• **TASK BRIEF**
In the following material, identify every line holding the string "expression" and return it.

____

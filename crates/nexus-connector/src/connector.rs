//! The [`SchemaConnector`] capability set: one trait, three dialects.

use nexus_schema::Field;

use crate::canonical::CanonicalType;
use crate::change::SchemaChange;
use crate::error::Result;
use crate::exec::{SqlParam, SqlRow};
use crate::snapshot::DatabaseSnapshot;

/// Dialect identifier, matching spec §4.3's closed set.
#[derive(Debug, Clone, Copy, PartialEq, Eq, Hash)]
pub enum Dialect {
    Postgres,
    Mysql,
    Sqlite,
}

impl Dialect {
    /// Canonical lowercase spelling, as used in `nexus.json` and CLI flags.
    pub fn name(self) -> &'static str {
        match self {
            Dialect::Postgres => "postgres",
            Dialect::Mysql => "mysql",
            Dialect::Sqlite => "sqlite",
        }
    }

    /// Parses a dialect identifier, case-insensitively.
    pub fn parse(s: &str) -> Option<Self> {
        match s.to_ascii_lowercase().as_str() {
            "postgres" | "postgresql" | "pg" => Some(Dialect::Postgres),
            "mysql" | "mariadb" => Some(Dialect::Mysql),
            "sqlite" | "sqlite3" => Some(Dialect::Sqlite),
            _ => None,
        }
    }
}

/// The dialect-adapter capability set of spec §4.3.
///
/// A `SchemaConnector` both generates DDL from the schema model and
/// introspects a live database into a [`DatabaseSnapshot`]. Implementations
/// borrow a connection; they neither open nor close it (spec §9,
/// "Ownership").
pub trait SchemaConnector {
    /// The dialect this adapter targets.
    fn dialect(&self) -> Dialect;

    /// Human-readable dialect name, e.g. `"postgres"`.
    fn name(&self) -> &'static str {
        self.dialect().name()
    }

    /// The underlying driver crate name, e.g. `"rusqlite"`.
    fn driver_name(&self) -> &'static str;

    /// Quotes an identifier for safe inclusion in DDL: `"x"` for Postgres
    /// and SQLite, `` `x` `` for MySQL.
    fn quote(&self, identifier: &str) -> String;

    /// The bind placeholder for the 1-based parameter index `i`: `$i` for
    /// Postgres, `?` for MySQL and SQLite.
    fn placeholder(&self, i: u32) -> String;

    /// Maps a field's semantic type (and flags/sizing) to this dialect's
    /// SQL type string, per the matrix in spec §4.3.
    fn type_mapping(&self, field: &Field) -> String;

    /// Canonicalizes a dialect-reported type string (from introspection) or
    /// a dialect type string this adapter itself produced, into a
    /// [`CanonicalType`] comparable across dialects of the *same* kind and,
    /// for `Other`, across any dialect.
    fn canonical_type(&self, sql_type: &str) -> CanonicalType;

    /// Canonicalizes a field's semantic type via `type_mapping` followed by
    /// `canonical_type`, so a field and an introspected column can be
    /// compared on equal footing.
    fn canonical_type_of_field(&self, field: &Field) -> CanonicalType {
        self.canonical_type(&self.type_mapping(field))
    }

    /// Rewrites a symbolic default expression (`NOW()`, `UUID()`) into this
    /// dialect's literal SQL, or passes through an arbitrary expression /
    /// literal unchanged.
    fn render_default(&self, default: &nexus_schema::DefaultValue) -> String;

    /// Whether `INSERT ... RETURNING` is supported.
    fn supports_returning(&self) -> bool;

    /// Whether an upsert (`ON CONFLICT` / `ON DUPLICATE KEY`) construct is
    /// supported.
    fn supports_upsert(&self) -> bool;

    /// Whether DDL statements participate in transactions on this dialect.
    /// `true` for Postgres; `false` for MySQL (no transactional DDL) and,
    /// by this implementation's choice (documented in `DESIGN.md`), for
    /// SQLite as well.
    fn supports_ddl_transactions(&self) -> bool;

    /// Renders `CREATE TABLE IF NOT EXISTS` DDL for a new table with the
    /// given fields.
    fn create_table_sql(&self, table: &str, fields: &[Field]) -> String;

    /// Renders `DROP TABLE` DDL. Postgres appends `CASCADE`.
    fn drop_table_sql(&self, table: &str) -> String;

    /// Renders `CREATE [UNIQUE] INDEX` DDL.
    fn create_index_sql(&self, table: &str, index: &nexus_schema::Index) -> String;

    /// Renders `DROP INDEX` DDL.
    fn drop_index_sql(&self, table: &str, index_name: &str) -> String;

    /// Renders `ALTER TABLE ... ADD COLUMN` DDL.
    fn add_column_sql(&self, table: &str, field: &Field) -> String;

    /// Renders `ALTER TABLE ... DROP COLUMN` DDL.
    fn drop_column_sql(&self, table: &str, column: &str) -> String;

    /// Renders `ALTER TABLE ... RENAME COLUMN` DDL.
    fn rename_column_sql(&self, table: &str, from: &str, to: &str) -> String;

    /// Lists user table names, excluding dialect internals and this
    /// toolkit's own `_nexus_*` tables.
    fn introspect_tables(&self) -> Result<Vec<String>>;

    /// Introspects the columns of a single table.
    fn introspect_columns(&self, table: &str) -> Result<Vec<crate::snapshot::ColumnInfo>>;

    /// Introspects the indexes of a single table.
    fn introspect_indexes(&self, table: &str) -> Result<Vec<crate::snapshot::IndexInfo>>;

    /// Executes a batch of one or more `;`-separated statements with no
    /// bound parameters and no result rows. Used by the migration engine
    /// to create its own history/lock tables and to run a migration's
    /// up-SQL or down-SQL body.
    fn execute_raw(&self, sql: &str) -> Result<()>;

    /// Executes a single parameterized statement, returning the number of
    /// affected rows. Used by the migration engine for history/lock-table
    /// inserts, updates, and deletes.
    fn execute_params(&self, sql: &str, params: &[SqlParam]) -> Result<u64>;

    /// Executes a single parameterized query, returning every result row.
    /// Used by the migration engine to read back history and lock rows.
    fn query_params(&self, sql: &str, params: &[SqlParam]) -> Result<Vec<SqlRow>>;

    /// Introspects the full live database into a [`DatabaseSnapshot`],
    /// built from repeated calls to `introspect_tables`,
    /// `introspect_columns`, and `introspect_indexes`.
    fn introspect(&self) -> Result<DatabaseSnapshot> {
        let mut snapshot = DatabaseSnapshot::empty();
        for table_name in self.introspect_tables()? {
            let mut table = crate::snapshot::TableInfo::new(table_name.clone());
            for col in self.introspect_columns(&table_name)? {
                table.columns.insert(col.name.clone(), col);
            }
            for idx in self.introspect_indexes(&table_name)? {
                table.indexes.insert(idx.name.clone(), idx);
            }
            snapshot.tables.insert(table_name, table);
        }
        Ok(snapshot)
    }

    /// Renders the DDL for a single [`SchemaChange`].
    fn render_change(&self, change: &SchemaChange) -> String {
        match change {
            SchemaChange::CreateTable { table, fields } => self.create_table_sql(table, fields),
            SchemaChange::DropTable { table } => self.drop_table_sql(table),
            SchemaChange::AddColumn { table, field } => self.add_column_sql(table, field),
            SchemaChange::DropColumn { table, column } => self.drop_column_sql(table, column),
            SchemaChange::CreateIndex { table, index } => self.create_index_sql(table, index),
            SchemaChange::DropIndex { table, index } => self.drop_index_sql(table, index),
        }
    }
}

____

• **TASK RESULT**
    /// Rewrites a symbolic default expression (`NOW()`, `UUID()`) into this
    /// dialect's literal SQL, or passes through an arbitrary expression /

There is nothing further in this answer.